HIGHLIGHTS LOS ANGELES’S WORLD-CLASS ART AND CULTURAL INITIATIVES TO VISITORS FROM AROUND THE WORLD
The Broad, The Getty, Los Angeles County Museum of Art (LACMA), The Museum of Contemporary Art, Los Angeles (MOCA), Museum of Latin American Art (MOLAA), Anaheim’s Muzeo Museum and Cultural Center and UCLA Chicano Studies Research Center participate in the Show’s expanded 22nd edition.
Los Angeles, CA– LA Art Show Producer Kim Martindale today announced a slate of new programming established with the city’s major art institutions. The programming, which establishes a public platform to present the city’s world-class art and cultural initiatives to an estimated 70,000 visitors from around the world, comprises special exhibitions, installations, performances with a thematic focus on Latin American art, and a series of high-level conversations with prominent museum leaders, internationally recognized curators and artists.
Designed from its inception in 1995 to address the cultural interests of Angelenos, LA Art Show played a large role in engaging the community with the depth of international work from the Pacific Rim and Europe. For its 22nd edition, with 90 leading galleries from over 18 countries and a robust slate of programming organized with The Broad, the Getty, LACMA, MOCA, MOLAA, Anaheim’s Muzeo and UCLA Chicano Studies Research Center, the 2017 Show establishes a new and more vital global forum for the arts in the hub of the city’s vibrant art scene.
The Broad will provide visitors to the Show, on a limited, first come first serve basis, with guided tours of its current exhibition Creature, an installation with more than 50 works presenting approaches to figuration and representations of the self in The Broad collection by over 25 artists including Georg
Baselitz, Joseph Beuys, Jean-Michel Basquiat, Ellen Gallagher, Leon Golub, Jenny Holzer, Damien Hirst, Takashi Murakami, and Andy Warhol plus Thomas Houseago’s Giant Figure (Cyclops), 2011, which is making its U.S. debut.
In conjunction with the LA Art Show’s focus, this year, on Latin American art, the Getty will bring together participating artists and curators for a discussion about Pacific Standard Time: LA/LA, a far-reaching and ambitious exploration of Latin American and Latino art in dialogue with Los Angeles. Supported by grants from the Getty Foundation, Pacific Standard Time: LA/LA takes places from September 2017 through January 2018 at more than 70 cultural institutions across Southern California, from Los Angeles to Palm Springs, and from San Diego to Santa Barbara. Pacific Standard Time is an initiative of the Getty. The presenting sponsor is Bank of America.

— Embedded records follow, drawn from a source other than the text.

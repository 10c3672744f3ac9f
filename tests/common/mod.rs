//! Shared helpers for integration tests
//!
//! `MockTransport` answers JSON-RPC calls from per-method queues and keeps
//! every request it saw, so tests can assert both on results and on which
//! network calls were (or were not) made.

#![allow(dead_code)]

use std::collections::{HashMap, VecDeque};
use std::sync::{Arc, Mutex};
use std::time::Duration;

use async_trait::async_trait;
use serde_json::{json, Value};
use sha2::{Digest, Sha256};
use soroban_lifecycle::rpc::{RpcErrorObject, RpcRequest, RpcResponse, Transport};
use soroban_lifecycle::stellar_xdr::curr::{
    Asset, ContractExecutable, ContractIdPreimage, CreateContractArgs, Hash, LedgerFootprint,
    Limits, ReadXdr, ScVal, SorobanAuthorizationEntry, SorobanAuthorizedFunction,
    SorobanAuthorizedInvocation, SorobanCredentials, SorobanResources, SorobanTransactionData,
    SorobanTransactionDataExt, TransactionEnvelope, WriteXdr,
};
use soroban_lifecycle::{
    Contract, Keypair, NetworkConfig, Signer, SorobanClient, SourceAccount,
};

/// Initialize logging for tests (only once, subsequent calls are no-ops)
pub fn init_logging() {
    let _ = env_logger::builder()
        .is_test(true)
        .filter_level(log::LevelFilter::Debug)
        .try_init();
}

#[derive(Default)]
struct MockState {
    queues: HashMap<String, VecDeque<RpcResponseBody>>,
    calls: Vec<RpcRequest>,
}

enum RpcResponseBody {
    Result(Value),
    Error(i64, String),
}

/// Scripted in-process transport
#[derive(Default)]
pub struct MockTransport {
    state: Mutex<MockState>,
}

impl MockTransport {
    pub fn new() -> Arc<Self> {
        Arc::new(Self::default())
    }

    pub fn push(&self, method: &str, result: Value) {
        self.state
            .lock()
            .unwrap()
            .queues
            .entry(method.to_string())
            .or_default()
            .push_back(RpcResponseBody::Result(result));
    }

    pub fn push_error(&self, method: &str, code: i64, message: &str) {
        self.state
            .lock()
            .unwrap()
            .queues
            .entry(method.to_string())
            .or_default()
            .push_back(RpcResponseBody::Error(code, message.to_string()));
    }

    pub fn calls(&self) -> Vec<RpcRequest> {
        self.state.lock().unwrap().calls.clone()
    }

    pub fn methods(&self) -> Vec<String> {
        self.calls().into_iter().map(|call| call.method).collect()
    }

    pub fn count(&self, method: &str) -> usize {
        self.calls().iter().filter(|call| call.method == method).count()
    }

    /// Envelopes submitted through `sendTransaction`, in order
    pub fn sent_envelopes(&self) -> Vec<TransactionEnvelope> {
        self.envelopes("sendTransaction")
    }

    pub fn simulated_envelopes(&self) -> Vec<TransactionEnvelope> {
        self.envelopes("simulateTransaction")
    }

    fn envelopes(&self, method: &str) -> Vec<TransactionEnvelope> {
        self.calls()
            .iter()
            .filter(|call| call.method == method)
            .map(|call| {
                let encoded = call.params.as_ref().unwrap()["transaction"]
                    .as_str()
                    .unwrap()
                    .to_string();
                TransactionEnvelope::from_xdr_base64(encoded, Limits::none()).unwrap()
            })
            .collect()
    }
}

#[async_trait]
impl Transport for MockTransport {
    async fn execute(
        &self,
        request: &RpcRequest,
    ) -> soroban_lifecycle::Result<RpcResponse> {
        let mut state = self.state.lock().unwrap();
        state.calls.push(request.clone());

        let body = state
            .queues
            .get_mut(&request.method)
            .and_then(VecDeque::pop_front);

        let (result, error) = match body {
            Some(RpcResponseBody::Result(value)) => (Some(value), None),
            Some(RpcResponseBody::Error(code, message)) => (
                None,
                Some(RpcErrorObject {
                    code,
                    message,
                    data: None,
                }),
            ),
            None => (
                None,
                Some(RpcErrorObject {
                    code: -32601,
                    message: format!("no scripted reply for {}", request.method),
                    data: None,
                }),
            ),
        };

        Ok(RpcResponse {
            jsonrpc: "2.0".to_string(),
            id: request.id,
            result,
            error,
        })
    }
}

/// Testnet config with a 1 ms backoff step so polling tests stay fast
pub fn test_config() -> NetworkConfig {
    NetworkConfig {
        poll_backoff: Duration::from_millis(1),
        ..NetworkConfig::testnet()
    }
}

pub fn client(transport: &Arc<MockTransport>) -> SorobanClient {
    SorobanClient::with_transport(test_config(), transport.clone())
}

pub fn keypair() -> Arc<Keypair> {
    Arc::new(Keypair::from_seed(&[11u8; 32]))
}

pub fn source(keypair: &Keypair, sequence: i64) -> Arc<SourceAccount> {
    Arc::new(SourceAccount::new(keypair.account_id(), sequence))
}

pub const WASM: &[u8] = &[0x00, 0x61, 0x73, 0x6d, 0x01, 0x00, 0x00, 0x00];

pub fn wasm_hash() -> [u8; 32] {
    Sha256::digest(WASM).into()
}

/// Contract with every field set, source account starting at `sequence`
pub fn contract(
    transport: &Arc<MockTransport>,
    sequence: i64,
) -> (Contract, Arc<SourceAccount>) {
    let keypair = keypair();
    let source = source(&keypair, sequence);
    let contract = Contract::builder()
        .wasm(WASM)
        .salt("hello")
        .client(client(transport))
        .source_account(source.clone())
        .signer(keypair)
        .build();
    (contract, source)
}

pub fn transaction_data_b64(resource_fee: i64) -> String {
    SorobanTransactionData {
        ext: SorobanTransactionDataExt::V0,
        resources: SorobanResources {
            footprint: LedgerFootprint {
                read_only: Default::default(),
                read_write: Default::default(),
            },
            instructions: 2_000_000,
            disk_read_bytes: 1024,
            write_bytes: 512,
        },
        resource_fee,
    }
    .to_xdr_base64(Limits::none())
    .unwrap()
}

/// Distinct authorization entry, `n` varies the payload
pub fn auth_entry(n: u8) -> SorobanAuthorizationEntry {
    SorobanAuthorizationEntry {
        credentials: SorobanCredentials::SourceAccount,
        root_invocation: SorobanAuthorizedInvocation {
            function: SorobanAuthorizedFunction::CreateContractHostFn(CreateContractArgs {
                contract_id_preimage: ContractIdPreimage::Asset(Asset::Native),
                executable: ContractExecutable::Wasm(Hash([n; 32])),
            }),
            sub_invocations: Default::default(),
        },
    }
}

pub fn auth_b64(n: u8) -> String {
    auth_entry(n).to_xdr_base64(Limits::none()).unwrap()
}

pub fn void_b64() -> String {
    ScVal::Void.to_xdr_base64(Limits::none()).unwrap()
}

/// `simulateTransaction` result with one operation result and no auth
pub fn simulation(min_resource_fee: i64) -> Value {
    json!({
        "transactionData": transaction_data_b64(min_resource_fee),
        "minResourceFee": min_resource_fee.to_string(),
        "latestLedger": 1000,
        "results": [{ "auth": [], "xdr": void_b64() }],
    })
}

/// `simulateTransaction` result that asks for a restore first
pub fn simulation_with_preamble(min_resource_fee: i64, restore_fee: i64) -> Value {
    json!({
        "transactionData": transaction_data_b64(min_resource_fee),
        "minResourceFee": min_resource_fee.to_string(),
        "latestLedger": 1000,
        "results": [{ "auth": [], "xdr": void_b64() }],
        "restorePreamble": {
            "minResourceFee": restore_fee.to_string(),
            "transactionData": transaction_data_b64(restore_fee),
        },
    })
}

pub fn sent(hash: &str) -> Value {
    json!({
        "hash": hash,
        "status": "PENDING",
        "latestLedger": 1000,
        "latestLedgerCloseTime": "1700000000",
    })
}

pub fn tx_status(status: &str) -> Value {
    json!({
        "status": status,
        "latestLedger": 1001,
        "oldestLedger": 1,
        "ledger": 1001,
        "createdAt": "1700000005",
    })
}

/// `getLedgerEntries` result with one entry
pub fn ledger_entry(latest: u32, live_until: u32) -> Value {
    json!({
        "latestLedger": latest,
        "entries": [{
            "key": "AAAA",
            "xdr": "AAAA",
            "lastModifiedLedgerSeq": latest.saturating_sub(10),
            "liveUntilLedgerSeq": live_until,
        }],
    })
}

/// `getLedgerEntries` result without entries
pub fn no_entries(latest: u32) -> Value {
    json!({ "latestLedger": latest, "entries": [] })
}

/// Script code and instance liveness answers, in that order
pub fn push_liveness(transport: &MockTransport, code_alive: bool, instance_alive: bool) {
    let answer = |alive: bool| {
        if alive {
            ledger_entry(1000, 5000)
        } else {
            ledger_entry(1000, 999)
        }
    };
    transport.push("getLedgerEntries", answer(code_alive));
    transport.push("getLedgerEntries", answer(instance_alive));
}
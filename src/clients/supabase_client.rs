//! Supabase admin client module
//!
//! Holds the service-role credentials and hands out pre-authorized request
//! builders for the REST, auth, storage and edge-function APIs. Nothing here
//! touches the network until the caller sends a request.

use reqwest::header::{AUTHORIZATION, HeaderMap, HeaderName, HeaderValue};
use reqwest::{Client, Method, RequestBuilder};
use std::fmt;
use std::time::Duration;
use tracing::info;
use url::Url;

use crate::core::config::AdminConfig;
use crate::core::options::ClientOptions;
use crate::errors::AdminError;

const API_KEY_HEADER: &str = "apikey";
const CLIENT_INFO_HEADER: &str = "x-client-info";
const CLIENT_INFO: &str = concat!("supabase-admin-rs/", env!("CARGO_PKG_VERSION"));
const ACCEPT_PROFILE_HEADER: &str = "accept-profile";
const CONTENT_PROFILE_HEADER: &str = "content-profile";

const REQUEST_TIMEOUT: Duration = Duration::from_secs(30);

/// Service-role client handle.
///
/// Cheap to clone; clones share the same connection pool. Session
/// persistence is always off.
#[derive(Clone)]
pub struct SupabaseAdmin {
    config: AdminConfig,
    options: ClientOptions,
    rest_url: Url,
    auth_url: Url,
    storage_url: Url,
    functions_url: Url,
    realtime_url: Url,
    headers: HeaderMap,
    http: Client,
}

impl SupabaseAdmin {
    /// # Errors
    ///
    /// Returns an error if the endpoint is not an absolute http(s) URL or the
    /// key cannot be carried in a header.
    pub fn new(config: AdminConfig) -> Result<Self, AdminError> {
        Self::with_options(config, ClientOptions::admin())
    }

    /// Build from `SUPABASE_URL` and `SUPABASE_SERVICE_KEY`.
    ///
    /// # Errors
    ///
    /// Returns `AdminError::MissingConfiguration` if either variable is absent
    /// or empty, otherwise the same errors as [`SupabaseAdmin::new`].
    pub fn from_env() -> Result<Self, AdminError> {
        Self::new(AdminConfig::from_env()?)
    }

    /// Build with custom schema or global headers. `persist_session` is
    /// forced off regardless of what `options` says.
    ///
    /// # Errors
    ///
    /// Returns an error if the endpoint is invalid, a header is malformed, or
    /// a global header tries to replace one of the auth headers.
    pub fn with_options(
        config: AdminConfig,
        mut options: ClientOptions,
    ) -> Result<Self, AdminError> {
        options.auth.persist_session = false;

        let base = parse_base_url(config.url())?;
        let rest_url = base.join("rest/v1")?;
        let auth_url = base.join("auth/v1")?;
        let storage_url = base.join("storage/v1")?;
        let functions_url = base.join("functions/v1")?;
        let realtime_url = to_websocket(base.join("realtime/v1")?)?;

        let headers = build_headers(config.service_key(), &options)?;

        let http = Client::builder().timeout(REQUEST_TIMEOUT).build()?;

        info!(
            "Initialized Supabase admin client for {}",
            without_credentials(&base)
        );
        #[cfg(feature = "debug-logs")]
        info!("Supabase client options: {:?}", options);

        Ok(Self {
            config,
            options,
            rest_url,
            auth_url,
            storage_url,
            functions_url,
            realtime_url,
            headers,
            http,
        })
    }

    #[must_use]
    pub fn config(&self) -> &AdminConfig {
        &self.config
    }

    #[must_use]
    pub fn options(&self) -> &ClientOptions {
        &self.options
    }

    #[must_use]
    pub fn persist_session(&self) -> bool {
        self.options.auth.persist_session
    }

    #[must_use]
    pub fn rest_url(&self) -> &Url {
        &self.rest_url
    }

    #[must_use]
    pub fn auth_url(&self) -> &Url {
        &self.auth_url
    }

    #[must_use]
    pub fn storage_url(&self) -> &Url {
        &self.storage_url
    }

    #[must_use]
    pub fn functions_url(&self) -> &Url {
        &self.functions_url
    }

    #[must_use]
    pub fn realtime_url(&self) -> &Url {
        &self.realtime_url
    }

    /// Headers attached to every request built by this handle.
    #[must_use]
    pub fn default_headers(&self) -> &HeaderMap {
        &self.headers
    }

    /// Underlying HTTP client, for requests the builders below don't cover.
    #[must_use]
    pub fn http_client(&self) -> &Client {
        &self.http
    }

    /// Any request against the project, authorized with the service key.
    pub fn request(&self, method: Method, url: &str) -> RequestBuilder {
        self.http.request(method, url).headers(self.headers.clone())
    }

    /// `GET {rest}/{table}` scoped to the configured schema.
    pub fn from(&self, table: &str) -> RequestBuilder {
        self.request(Method::GET, &endpoint(&self.rest_url, table))
            .header(ACCEPT_PROFILE_HEADER, self.options.db.schema.as_str())
    }

    /// `POST {rest}/rpc/{function}` scoped to the configured schema.
    pub fn rpc(&self, function: &str) -> RequestBuilder {
        let path = format!("rpc/{}", function.trim_start_matches('/'));
        self.request(Method::POST, &endpoint(&self.rest_url, &path))
            .header(CONTENT_PROFILE_HEADER, self.options.db.schema.as_str())
    }

    pub fn storage_object(&self, bucket: &str, path: &str) -> RequestBuilder {
        let path = format!(
            "object/{}/{}",
            bucket.trim_matches('/'),
            path.trim_start_matches('/')
        );
        self.request(Method::GET, &endpoint(&self.storage_url, &path))
    }

    /// `POST {functions}/{function}` for an edge function.
    pub fn invoke(&self, function: &str) -> RequestBuilder {
        self.request(Method::POST, &endpoint(&self.functions_url, function))
    }

    /// `GET {auth}/admin/{path}`, e.g. `users`.
    pub fn auth_admin(&self, path: &str) -> RequestBuilder {
        let path = format!("admin/{}", path.trim_start_matches('/'));
        self.request(Method::GET, &endpoint(&self.auth_url, &path))
    }
}

impl fmt::Debug for SupabaseAdmin {
    fn fmt(&self, f: &mut fmt::Formatter<'_>) -> fmt::Result {
        f.debug_struct("SupabaseAdmin")
            .field("config", &self.config)
            .field("options", &self.options)
            .field("rest_url", &without_credentials(&self.rest_url).as_str())
            .finish_non_exhaustive()
    }
}

fn parse_base_url(raw: &str) -> Result<Url, AdminError> {
    let mut with_slash = raw.to_string();
    if !with_slash.ends_with('/') {
        with_slash.push('/');
    }

    let url = Url::parse(&with_slash)?;
    match url.scheme() {
        "http" | "https" => {}
        other => {
            return Err(AdminError::InvalidUrl(format!(
                "unsupported scheme '{other}', expected http or https"
            )));
        }
    }
    if url.host_str().is_none() {
        return Err(AdminError::InvalidUrl("missing host".to_string()));
    }

    Ok(url)
}

/// Copy of `url` with any `user:password@` part removed, for logging.
#[must_use]
pub fn without_credentials(url: &Url) -> Url {
    let mut url = url.clone();
    // Only fails for URLs that cannot carry credentials in the first place
    let _ = url.set_username("");
    let _ = url.set_password(None);
    url
}

fn to_websocket(mut url: Url) -> Result<Url, AdminError> {
    let scheme = if url.scheme() == "https" { "wss" } else { "ws" };
    url.set_scheme(scheme)
        .map_err(|()| AdminError::InvalidUrl(format!("cannot switch {url} to {scheme}")))?;
    Ok(url)
}

fn endpoint(base: &Url, path: &str) -> String {
    format!(
        "{}/{}",
        base.as_str().trim_end_matches('/'),
        path.trim_start_matches('/')
    )
}

fn build_headers(service_key: &str, options: &ClientOptions) -> Result<HeaderMap, AdminError> {
    let mut headers = HeaderMap::new();

    let mut api_key = HeaderValue::from_str(service_key)?;
    api_key.set_sensitive(true);
    headers.insert(API_KEY_HEADER, api_key);

    let mut bearer = HeaderValue::from_str(&format!("Bearer {service_key}"))?;
    bearer.set_sensitive(true);
    headers.insert(AUTHORIZATION, bearer);

    headers.insert(CLIENT_INFO_HEADER, HeaderValue::from_static(CLIENT_INFO));

    for (name, value) in &options.global.headers {
        let name = HeaderName::from_bytes(name.as_bytes())?;
        if name == AUTHORIZATION || name == API_KEY_HEADER || name == CLIENT_INFO_HEADER {
            return Err(AdminError::InvalidHeader(format!(
                "'{name}' is set from the service key and cannot be overridden"
            )));
        }
        headers.insert(name, HeaderValue::from_str(value)?);
    }

    Ok(headers)
}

Part of the Show’s Dialogs LA series of topical panel discussions with prominent art world figures, A Conversation on Pacific Standard Time: LA/LA will be moderated by Idurre Alonso, Associate Curator of Latin American Collections at the Getty Research Institute. The panel will feature three curators and one artist participating in the initiative: David Evans Frantz, Curator, ONE National Gay &
Lesbian Archives at the USC Libraries, Los Angeles; Cecilia Fajardo-Hill, Chief Curator, SPACE Collection and co-curator of the Hammer Museum’s Pacific Standard Time: LA/LA exhibition; artist Clarissa Tossin whose work will be featured in two Pacific Standard Time: LA/LA exhibitions; and Irene Tsatsos, Gallery Director/Chief Curator, Armory Center for the Arts, Pasadena.
LACMA will present Fragments from Home. The special exhibition at the Show will comprise three performance/installation pieces— Piano Destruction Ritual: Cowboy and Indian, Part Two and Couch Destruction: Angel Release (Pennies from Heaven)—by American octogenarian artist Raphael Montañez Ortiz and a still-life, mural work Cut-Outs by Los Angeles-based artist Ramiro Gomez. Both artists will participate in the upcoming Pacific Standard Time: LA/LA exhibition Home—So Different, So Appealing organized for LACMA by a curatorial team including Chon Noriega (UCLA Chicano Studies Research Center) and Pilar Tompkins Rivas (Vincent Price Art Museum).
MOCA Director Philippe Vergne joins LA Art Show Producer Kim Martindale in a Dialogs LA discussion about the making of the coveted Jeff Koons’ limited edition Balloon Dog by famed French porcelain company Bernardaud. On site at the fair, the MOCA Store will offer collectors for the first time, the newly- released Balloon Dog (Orange) and other available color editions, as well as a curated selection of artist books.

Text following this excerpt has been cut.